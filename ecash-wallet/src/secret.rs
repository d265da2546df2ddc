//! Deterministic secret and blinding-factor derivation from a BIP-39 seed.
//!
//! See [NUT-13](https://github.com/cashubtc/nuts/blob/main/13.md): every
//! output of a deterministic wallet derives its secret and blinding
//! factor from `m/129372'/0'/{keyset}'/{counter}'/{0 or 1}'`, so the whole
//! proof set can be recovered from the mnemonic alone.

use std::str::FromStr;

use bip32::{Seed, XPrv};
use bip39::Mnemonic;
use ecash_core::blind::BlindingFactor;
use ecash_core::keyset::KeysetId;
use rand::Rng;
use secp256k1::SecretKey;

use crate::error::WalletError;

/// Selects which of the two sibling paths (NUT-13 §"deriving secrets and
/// blinding factors") to derive: `.../0'` for the secret, `.../1'` for `r`.
enum DerivationType {
    Secret = 0,
    Blinding = 1,
}

/// A BIP-39 seed plus the path-derivation logic layered on top of it.
pub struct DeterministicSecret {
    seed: Seed,
}

impl Clone for DeterministicSecret {
    fn clone(&self) -> Self {
        Self {
            seed: Seed::new(*self.seed.as_bytes()),
        }
    }
}

impl DeterministicSecret {
    pub fn from_seed_words(seed_words: &str) -> Result<Self, WalletError> {
        let mnemonic = Mnemonic::from_str(seed_words)?;
        let seed = Seed::new(mnemonic.to_seed(""));
        Ok(Self { seed })
    }

    pub fn from_random_seed() -> Result<Self, WalletError> {
        let mut rng = rand::thread_rng();
        let entropy: [u8; 16] = rng.gen();
        let mnemonic = Mnemonic::from_entropy(&entropy)?;
        let seed = Seed::new(mnemonic.to_seed(""));
        Ok(Self { seed })
    }

    pub fn generate_random_seed_words() -> Result<String, WalletError> {
        let mut rng = rand::thread_rng();
        let entropy: [u8; 16] = rng.gen();
        let mnemonic = Mnemonic::from_entropy(&entropy)?;
        Ok(mnemonic.words().collect::<Vec<&str>>().join(" "))
    }

    fn derive_private_key(
        &self,
        keyset_id: u32,
        counter: u32,
        branch: DerivationType,
    ) -> Result<[u8; 32], WalletError> {
        let branch = branch as u32;
        let path = format!("m/129372'/0'/{keyset_id}'/{counter}'/{branch}");
        let path = bip32::DerivationPath::from_str(&path)?;
        let key = XPrv::derive_from_path(&self.seed, &path)?;
        let bytes = key.private_key().to_bytes();
        let mut out = [0u8; 32];
        out.copy_from_slice(&bytes);
        Ok(out)
    }

    /// The hex-encoded secret for one `(keyset, counter)` output — this is
    /// the exact byte string that later gets UTF-8 encoded and fed to
    /// `hash_to_curve` by the output planner (spec: hex-then-encode).
    pub fn derive_secret(&self, keyset_id: u32, counter: u32) -> Result<String, WalletError> {
        let key = self.derive_private_key(keyset_id, counter, DerivationType::Secret)?;
        Ok(hex::encode(key))
    }

    pub fn derive_blinding_factor(
        &self,
        keyset_id: u32,
        counter: u32,
    ) -> Result<BlindingFactor, WalletError> {
        let key = self.derive_private_key(keyset_id, counter, DerivationType::Blinding)?;
        Ok(SecretKey::from_slice(&key)?.into())
    }

    /// Derives `length` consecutive `(secret, blinding factor)` pairs
    /// starting at `start`, in order — the shape the output planner
    /// consumes directly.
    pub fn derive_range(
        &self,
        keyset_id: &KeysetId,
        start: u32,
        length: u32,
    ) -> Result<Vec<(String, BlindingFactor)>, WalletError> {
        let keyset_int = keyset_id.as_int()?;
        (start..start + length)
            .map(|i| {
                let secret = self.derive_secret(keyset_int, i)?;
                let blinding_factor = self.derive_blinding_factor(keyset_int, i)?;
                Ok((secret, blinding_factor))
            })
            .collect()
    }
}

#[cfg(test)]
mod tests {
    use ecash_core::keyset::KeysetId;
    use pretty_assertions::assert_eq;

    use super::DeterministicSecret;

    const PHRASE: &str =
        "half depart obvious quality work element tank gorilla view sugar picture humble";

    #[test]
    fn test_generate_seed_words() {
        let seed_words = DeterministicSecret::generate_random_seed_words().unwrap();
        assert_eq!(12, seed_words.split_whitespace().count());
    }

    #[test]
    fn test_secret_derivation_matches_known_vectors() {
        let deterministic_secret = DeterministicSecret::from_seed_words(PHRASE).unwrap();

        let secrets = [
            "485875df74771877439ac06339e284c3acfcd9be7abf3bc20b516faeadfe77ae",
            "8f2b39e8e594a4056eb1e6dbb4b0c38ef13b1b2c751f64f810ec04ee35b77270",
            "bc628c79accd2364fd31511216a0fab62afd4a18ff77a20deded7b858c9860c8",
            "59284fd1650ea9fa17db2b3acf59ecd0f2d52ec3261dd4152785813ff27a33bf",
            "576c23393a8b31cc8da6688d9c9a96394ec74b40fdaf1f693a6bb84284334ea0",
        ];

        for (i, secret) in secrets.iter().enumerate() {
            let key = deterministic_secret
                .derive_secret(864559728, i as u32)
                .unwrap();
            assert_eq!(secret.to_owned(), key);
        }

        let blinding_factors = [
            "ad00d431add9c673e843d4c2bf9a778a5f402b985b8da2d5550bf39cda41d679",
            "967d5232515e10b81ff226ecf5a9e2e2aff92d66ebc3edf0987eb56357fd6248",
            "b20f47bb6ae083659f3aa986bfa0435c55c6d93f687d51a01f26862d9b9a4899",
            "fb5fca398eb0b1deb955a2988b5ac77d32956155f1c002a373535211a2dfdc29",
            "5f09bfbfe27c439a597719321e061e2e40aad4a36768bb2bcc3de547c9644bf9",
        ];

        for (i, factor) in blinding_factors.iter().enumerate() {
            let key = deterministic_secret
                .derive_blinding_factor(864559728, i as u32)
                .unwrap();
            assert_eq!(factor.to_owned(), key.as_hex());
        }
    }

    #[test]
    fn test_secret_range_matches_individual_derivation() {
        let deterministic_secret = DeterministicSecret::from_seed_words(PHRASE).unwrap();
        let keyset_id = KeysetId::new("009a1f293253e41e").unwrap();

        let range = deterministic_secret.derive_range(&keyset_id, 0, 5).unwrap();
        for (i, (secret, blinding_factor)) in range.iter().enumerate() {
            assert_eq!(
                secret,
                &deterministic_secret
                    .derive_secret(864559728, i as u32)
                    .unwrap()
            );
            assert_eq!(
                blinding_factor.as_hex(),
                deterministic_secret
                    .derive_blinding_factor(864559728, i as u32)
                    .unwrap()
                    .as_hex()
            );
        }
    }
}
━━━━━━━━━━━━━━━━
Each record shown above must be reproduced exactly.

filename ecash-wallet/src/secret.rs
repository d265da2546df2ddc
//! Deterministic secret and blinding-factor derivation from a BIP-39 seed.
//!
//! See [NUT-13](https://github.com/cashubtc/nuts/blob/main/13.md): every
//! output of a deterministic wallet derives its secret and blinding
//! factor from `m/129372'/0'/{keyset}'/{counter}'/{0 or 1}'`, so the whole
//! proof set can be recovered from the mnemonic alone.

use std::str::FromStr;

use bip32::{Seed, XPrv};
use bip39::Mnemonic;
use ecash_core::blind::BlindingFactor;
use ecash_core::keyset::KeysetId;
use rand::Rng;
use secp256k1::SecretKey;

use crate::error::WalletError;

/// Selects which of the two sibling paths (NUT-13 §"deriving secrets and
/// blinding factors") to derive: `.../0'` for the secret, `.../1'` for `r`.
enum DerivationType {
    Secret = 0,
    Blinding = 1,
}

/// A BIP-39 seed plus the path-derivation logic layered on top of it.
pub struct DeterministicSecret {
    seed: Seed,
}

impl Clone for DeterministicSecret {
    fn clone(&self) -> Self {
        Self {
            seed: Seed::new(*self.seed.as_bytes()),
        }
    }
}

impl DeterministicSecret {
    pub fn from_seed_words(seed_words: &str) -> Result<Self, WalletError> {
        let mnemonic = Mnemonic::from_str(seed_words)?;
        let seed = Seed::new(mnemonic.to_seed(""));
        Ok(Self { seed })
    }

    pub fn from_random_seed() -> Result<Self, WalletError> {
        let mut rng = rand::thread_rng();
        let entropy: [u8; 16] = rng.gen();
        let mnemonic = Mnemonic::from_entropy(&entropy)?;
        let seed = Seed::new(mnemonic.to_seed(""));
        Ok(Self { seed })
    }

    pub fn generate_random_seed_words() -> Result<String, WalletError> {
        let mut rng = rand::thread_rng();
        let entropy: [u8; 16] = rng.gen();
        let mnemonic = Mnemonic::from_entropy(&entropy)?;
        Ok(mnemonic.words().collect::<Vec<&str>>().join(" "))
    }

    fn derive_private_key(
        &self,
        keyset_id: u32,
        counter: u32,
        branch: DerivationType,
    ) -> Result<[u8; 32], WalletError> {
        let branch = branch as u32;
        let path = format!("m/129372'/0'/{keyset_id}'/{counter}'/{branch}");
        let path = bip32::DerivationPath::from_str(&path)?;
        let key = XPrv::derive_from_path(&self.seed, &path)?;
        let bytes = key.private_key().to_bytes();
        let mut out = [0u8; 32];
        out.copy_from_slice(&bytes);
        Ok(out)
    }

    /// The hex-encoded secret for one `(keyset, counter)` output — this is
    /// the exact byte string that later gets UTF-8 encoded and fed to
    /// `hash_to_curve` by the output planner (spec: hex-then-encode).
    pub fn derive_secret(&self, keyset_id: u32, counter: u32) -> Result<String, WalletError> {
        let key = self.derive_private_key(keyset_id, counter, DerivationType::Secret)?;
        Ok(hex::encode(key))
    }

    pub fn derive_blinding_factor(
        &self,
        keyset_id: u32,
        counter: u32,
    ) -> Result<BlindingFactor, WalletError> {
        let key = self.derive_private_key(keyset_id, counter, DerivationType::Blinding)?;
        Ok(SecretKey::from_slice(&key)?.into())
    }

    /// Derives `length` consecutive `(secret, blinding factor)` pairs
    /// starting at `start`, in order — the shape the output planner
    /// consumes directly.
    pub fn derive_range(
        &self,
        keyset_id: &KeysetId,
        start: u32,
        length: u32,
    ) -> Result<Vec<(String, BlindingFactor)>, WalletError> {
        let keyset_int = keyset_id.as_int()?;
        (start..start + length)
            .map(|i| {
                let secret = self.derive_secret(keyset_int, i)?;
                let blinding_factor = self.derive_blinding_factor(keyset_int, i)?;
                Ok((secret, blinding_factor))
            })
            .collect()
    }
}

#[cfg(test)]
mod tests {
    use ecash_core::keyset::KeysetId;
    use pretty_assertions::assert_eq;

    use super::DeterministicSecret;

    const PHRASE: &str =
        "half depart obvious quality work element tank gorilla view sugar picture humble";

    #[test]
    fn test_generate_seed_words() {
        let seed_words = DeterministicSecret::generate_random_seed_words().unwrap();
        assert_eq!(12, seed_words.split_whitespace().count());
    }

    #[test]
    fn test_secret_derivation_matches_known_vectors() {
        let deterministic_secret = DeterministicSecret::from_seed_words(PHRASE).unwrap();

        let secrets = [
            "485875df74771877439ac06339e284c3acfcd9be7abf3bc20b516faeadfe77ae",
            "8f2b39e8e594a4056eb1e6dbb4b0c38ef13b1b2c751f64f810ec04ee35b77270",
            "bc628c79accd2364fd31511216a0fab62afd4a18ff77a20deded7b858c9860c8",
            "59284fd1650ea9fa17db2b3acf59ecd0f2d52ec3261dd4152785813ff27a33bf",
            "576c23393a8b31cc8da6688d9c9a96394ec74b40fdaf1f693a6bb84284334ea0",
        ];

        for (i, secret) in secrets.iter().enumerate() {
            let key = deterministic_secret
                .derive_secret(864559728, i as u32)
                .unwrap();
            assert_eq!(secret.to_owned(), key);
        }

        let blinding_factors = [
            "ad00d431add9c673e843d4c2bf9a778a5f402b985b8da2d5550bf39cda41d679",
            "967d5232515e10b81ff226ecf5a9e2e2aff92d66ebc3edf0987eb56357fd6248",
            "b20f47bb6ae083659f3aa986bfa0435c55c6d93f687d51a01f26862d9b9a4899",
            "fb5fca398eb0b1deb955a2988b5ac77d32956155f1c002a373535211a2dfdc29",
            "5f09bfbfe27c439a597719321e061e2e40aad4a36768bb2bcc3de547c9644bf9",
        ];

        for (i, factor) in blinding_factors.iter().enumerate() {
            let key = deterministic_secret
                .derive_blinding_factor(864559728, i as u32)
                .unwrap();
            assert_eq!(factor.to_owned(), key.as_hex());
        }
    }

    #[test]
    fn test_secret_range_matches_individual_derivation() {
        let deterministic_secret = DeterministicSecret::from_seed_words(PHRASE).unwrap();
        let keyset_id = KeysetId::new("009a1f293253e41e").unwrap();

        let range = deterministic_secret.derive_range(&keyset_id, 0, 5).unwrap();
        for (i, (secret, blinding_factor)) in range.iter().enumerate() {
            assert_eq!(
                secret,
                &deterministic_secret
                    .derive_secret(864559728, i as u32)
                    .unwrap()
            );
            assert_eq!(
                blinding_factor.as_hex(),
                deterministic_secret
                    .derive_blinding_factor(864559728, i as u32)
                    .unwrap()
                    .as_hex()
            );
        }
    }
}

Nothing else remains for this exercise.